PROBLEM DETAILS :: Copy exactly, please, the lines of the data from its start through the line containing "whose identity matches".

SUPPLIED MATERIAL ::
┌──

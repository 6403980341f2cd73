//! Device restart backends
//!
//! - [`CommandRestarter`]: an OS tool such as `pnputil /restart-device`
//! - [`UsbResetRestarter`]: a USB port reset of every attached device
//!   whose identity matches

use crate::actions::DeviceRestartService;
use crate::actions::command::{CommandRunner, CommandTemplate};
use crate::usb::device_id;
use common::{ActionError, DeviceId};
use rusb::{Context, UsbContext};
use tracing::{debug, info, warn};

pub struct CommandRestarter {
    template: CommandTemplate,
    runner: CommandRunner,
}

impl CommandRestarter {
    pub fn new(template: CommandTemplate, runner: CommandRunner) -> Self {
        Self { template, runner }
    }
}

impl DeviceRestartService for CommandRestarter {
    fn restart(&self, device: &DeviceId) -> Result<(), ActionError> {
        if self.template.is_empty() {
            return Err(ActionError::NotConfigured("restart command".to_string()));
        }

        let parts = self.template.render("device", device.as_str());
        self.runner.run_parts(&parts)?;
        info!("Restarted device {}", device);
        Ok(())
    }
}

/// Resets matching devices through libusb
///
/// A fresh context is used per call so no handles outlive the restart.
#[derive(Debug, Default)]
pub struct UsbResetRestarter;

impl UsbResetRestarter {
    pub fn new() -> Self {
        Self
    }
}

impl DeviceRestartService for UsbResetRestarter {
    fn restart(&self, target: &DeviceId) -> Result<(), ActionError> {
        let context = Context::new().map_err(|e| ActionError::Usb(e.to_string()))?;
        let devices = context
            .devices()
            .map_err(|e| ActionError::Usb(e.to_string()))?;

        let mut matched = 0;
        let mut reset = 0;
        let mut last_error = None;

        for device in devices.iter() {
            let Ok(descriptor) = device.device_descriptor() else {
                continue;
            };
            if device_id(&descriptor) != *target {
                continue;
            }
            matched += 1;

            match open_and_reset(|| device.open(), |handle| handle.reset()) {
                Ok(()) => {
                    debug!(
                        "Reset {} at bus={} addr={}",
                        target,
                        device.bus_number(),
                        device.address()
                    );
                    reset += 1;
                }
                Err(e) => {
                    warn!(
                        "Failed to reset {} at bus={} addr={}: {}",
                        target,
                        device.bus_number(),
                        device.address(),
                        e
                    );
                    last_error = Some(e);
                }
            }
        }

        if matched == 0 {
            return Err(ActionError::NotFound(format!("USB device {}", target)));
        }
        if reset == 0 {
            let message = last_error.map_or_else(|| "reset failed".to_string(), |e| e.to_string());
            return Err(ActionError::Usb(message));
        }

        info!("Restarted {} of {} device(s) matching {}", reset, matched, target);
        Ok(())
    }
}

/// Open a device and reset it
///
/// The device re-enumerates during a reset and may vanish from under the
/// handle, so `NotFound` from the reset itself counts as success. `NotFound`
/// from opening means no reset was issued.
fn open_and_reset<H>(
    open: impl FnOnce() -> rusb::Result<H>,
    reset: impl FnOnce(&mut H) -> rusb::Result<()>,
) -> rusb::Result<()> {
    let mut handle = open()?;
    match reset(&mut handle) {
        Ok(()) | Err(rusb::Error::NotFound) => Ok(()),
        Err(e) => Err(e),
    }
}
//! Recording fakes for the dock monitor's collaborators
//!
//! Every fake appends to a shared call log so tests can assert on the exact
//! order of side effects across collaborators.

#![allow(dead_code)]

use common::{ActionError, DeviceId, DeviceSet, EnumerationError, RecordingSleeper};
use monitor::actions::{
    AudioProfile, AudioProfileService, DeviceRestartService, DisplayResetService,
};
use monitor::dock::{ActionDispatcher, DockConfiguration, DockMonitor, PollTimings};
use monitor::usb::DeviceEnumerator;
use std::collections::VecDeque;
use std::sync::{Arc, Mutex};
use std::time::Duration;

pub const DOCK: &str = "1A2B-0001-0100-0200";
pub const KEYBOARD: &str = "046D-C31C-6400-0110";
pub const MOUSE: &str = "046D-C077-7200-0200";

pub fn set(ids: &[&str]) -> DeviceSet {
    ids.iter().map(|s| DeviceId::from(*s)).collect()
}

pub fn busy() -> EnumerationError {
    EnumerationError::DeviceList("Resource busy".to_string())
}

/// Shared, ordered log of collaborator calls
#[derive(Clone, Default)]
pub struct CallLog(Arc<Mutex<Vec<String>>>);

impl CallLog {
    pub fn push(&self, call: impl Into<String>) {
        self.0.lock().unwrap().push(call.into());
    }

    pub fn calls(&self) -> Vec<String> {
        self.0.lock().unwrap().clone()
    }

    pub fn clear(&self) {
        self.0.lock().unwrap().clear();
    }
}

pub struct RecordingAudio {
    pub log: CallLog,
    pub fail: bool,
}

impl AudioProfileService for RecordingAudio {
    fn load_profile(&self, profile: AudioProfile) -> Result<(), ActionError> {
        self.log.push(format!("audio:{}", profile));
        if self.fail {
            Err(ActionError::NotFound(format!("{} profile", profile)))
        } else {
            Ok(())
        }
    }

    fn save_profile(&self, profile: AudioProfile) -> Result<(), ActionError> {
        self.log.push(format!("save-audio:{}", profile));
        Ok(())
    }
}

pub struct RecordingRestarter {
    pub log: CallLog,
    /// Devices whose restart fails
    pub failing: Vec<DeviceId>,
    /// Devices whose restart panics
    pub panicking: Vec<DeviceId>,
}

impl DeviceRestartService for RecordingRestarter {
    fn restart(&self, device: &DeviceId) -> Result<(), ActionError> {
        self.log.push(format!("restart:{}", device));
        if self.panicking.contains(device) {
            panic!("restart of {} blew up", device);
        }
        if self.failing.contains(device) {
            return Err(ActionError::ExitStatus {
                program: "pnputil".to_string(),
                code: Some(1),
                stderr: "device not found".to_string(),
            });
        }
        Ok(())
    }
}

pub struct RecordingDisplay {
    pub log: CallLog,
}

impl DisplayResetService for RecordingDisplay {
    fn reset(&self) -> Result<(), ActionError> {
        self.log.push("display:reset");
        Ok(())
    }
}

/// Enumerator that replays a fixed script, then repeats its last snapshot
pub struct ScriptedEnumerator {
    script: VecDeque<Result<DeviceSet, EnumerationError>>,
    last: DeviceSet,
    pub calls: Arc<Mutex<u32>>,
}

impl ScriptedEnumerator {
    pub fn new(script: Vec<Result<DeviceSet, EnumerationError>>) -> Self {
        Self {
            script: script.into(),
            last: DeviceSet::new(),
            calls: Arc::new(Mutex::new(0)),
        }
    }
}

impl DeviceEnumerator for ScriptedEnumerator {
    fn snapshot(&mut self) -> Result<DeviceSet, EnumerationError> {
        *self.calls.lock().unwrap() += 1;
        match self.script.pop_front() {
            Some(Ok(set)) => {
                self.last = set.clone();
                Ok(set)
            }
            Some(Err(e)) => Err(e),
            None => Ok(self.last.clone()),
        }
    }
}

/// Knobs for building a dispatcher out of recording fakes
#[derive(Default)]
pub struct Fakes {
    pub audio_fails: bool,
    pub failing_restarts: Vec<DeviceId>,
    pub panicking_restarts: Vec<DeviceId>,
}

impl Fakes {
    pub fn dispatcher(
        self,
        log: &CallLog,
        settle_delay: Duration,
        sleeper: Arc<RecordingSleeper>,
    ) -> ActionDispatcher {
        ActionDispatcher::new(
            Box::new(RecordingAudio {
                log: log.clone(),
                fail: self.audio_fails,
            }),
            Box::new(RecordingRestarter {
                log: log.clone(),
                failing: self.failing_restarts,
                panicking: self.panicking_restarts,
            }),
            Box::new(RecordingDisplay { log: log.clone() }),
            settle_delay,
            sleeper,
        )
    }
}

pub fn dock_config(restart: &[&str], reset_resolution: bool) -> DockConfiguration {
    DockConfiguration {
        dock_indicator_devices: vec![DeviceId::from(DOCK)],
        restart_devices: restart.iter().map(|s| DeviceId::from(*s)).collect(),
        reset_resolution,
    }
}

pub const SETTLE: Duration = Duration::from_secs(10);

/// Monitor over `enumerator` with default timings and recording fakes
pub fn monitor_with<E: DeviceEnumerator>(
    enumerator: E,
    config: DockConfiguration,
    fakes: Fakes,
    log: &CallLog,
    sleeper: Arc<RecordingSleeper>,
) -> DockMonitor<E> {
    DockMonitor::new(
        enumerator,
        fakes.dispatcher(log, SETTLE, sleeper.clone()),
        Arc::new(config),
        PollTimings::default(),
        sleeper,
    )
}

└──

REPLY TO THE TASK ::
repository 6403980341f2cd73
//! Device restart backends
//!
//! - [`CommandRestarter`]: an OS tool such as `pnputil /restart-device`
//! - [`UsbResetRestarter`]: a USB port reset of every attached device
//!   whose identity matches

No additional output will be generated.